→ **What to produce**: Every line that holds the word "GreaterEqual" needs to be copied from the data below.

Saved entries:
=-=-=-=-=

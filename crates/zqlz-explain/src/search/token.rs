//! Tokens of the FT.EXPLAIN text grammar

use std::fmt;

/// Kind of a lexed token
#[derive(Debug, Clone, Copy, PartialEq, Eq, Hash)]
pub enum TokenKind {
    Eof,
    Illegal,

    Union,
    Intersect,
    TagExpr,
    Numeric,

    LBrace,
    RBrace,
    LParen,
    RParen,
    Number,
    NewLine,

    Less,
    Greater,
    Equal,
    LessEqual,
    GreaterEqual,

    Identifier,
}

impl TokenKind {
    /// Returns the name used in error messages
    pub fn name(&self) -> &'static str {
        match self {
            Self::Eof => "EOF",
            Self::Illegal => "ILLEGAL",
            Self::Union => "UNION",
            Self::Intersect => "INTERSECT",
            Self::TagExpr => "TAG_EXPR",
            Self::Numeric => "NUMERIC",
            Self::LBrace => "LBRACE",
            Self::RBrace => "RBRACE",
            Self::LParen => "LPAREN",
            Self::RParen => "RPAREN",
            Self::Number => "NUMBER",
            Self::NewLine => "NEW_LINE",
            Self::Less => "LESS",
            Self::Greater => "GREATER",
            Self::Equal => "EQUAL",
            Self::LessEqual => "LESS_EQUAL",
            Self::GreaterEqual => "GREATER_EQUAL",
            Self::Identifier => "IDENTIFIER",
        }
    }

    /// Returns true for the range comparators allowed inside `NUMERIC {}`
    pub fn is_comparator(&self) -> bool {
        matches!(
            self,
            Self::Less | Self::Greater | Self::Equal | Self::LessEqual | Self::GreaterEqual
        )
    }
}

impl fmt::Display for TokenKind {
    fn fmt(&self, f: &mut fmt::Formatter<'_>) -> fmt::Result {
        f.write_str(self.name())
    }
}

/// A token together with the literal text it was read from
#[derive(Debug, Clone, PartialEq, Eq)]
pub struct Token {
    pub kind: TokenKind,
    pub literal: String,
}

impl Token {
    pub fn new(kind: TokenKind, literal: impl Into<String>) -> Self {
        Self {
            kind,
            literal: literal.into(),
        }
    }

    pub fn eof() -> Self {
        Self::new(TokenKind::Eof, "")
    }

    pub fn is(&self, kind: TokenKind) -> bool {
        self.kind == kind
    }
}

=-=-=-=-=

→ **Your solution**:
    GreaterEqual,
            Self::GreaterEqual => "GREATER_EQUAL",
            Self::Less | Self::Greater | Self::Equal | Self::LessEqual | Self::GreaterEqual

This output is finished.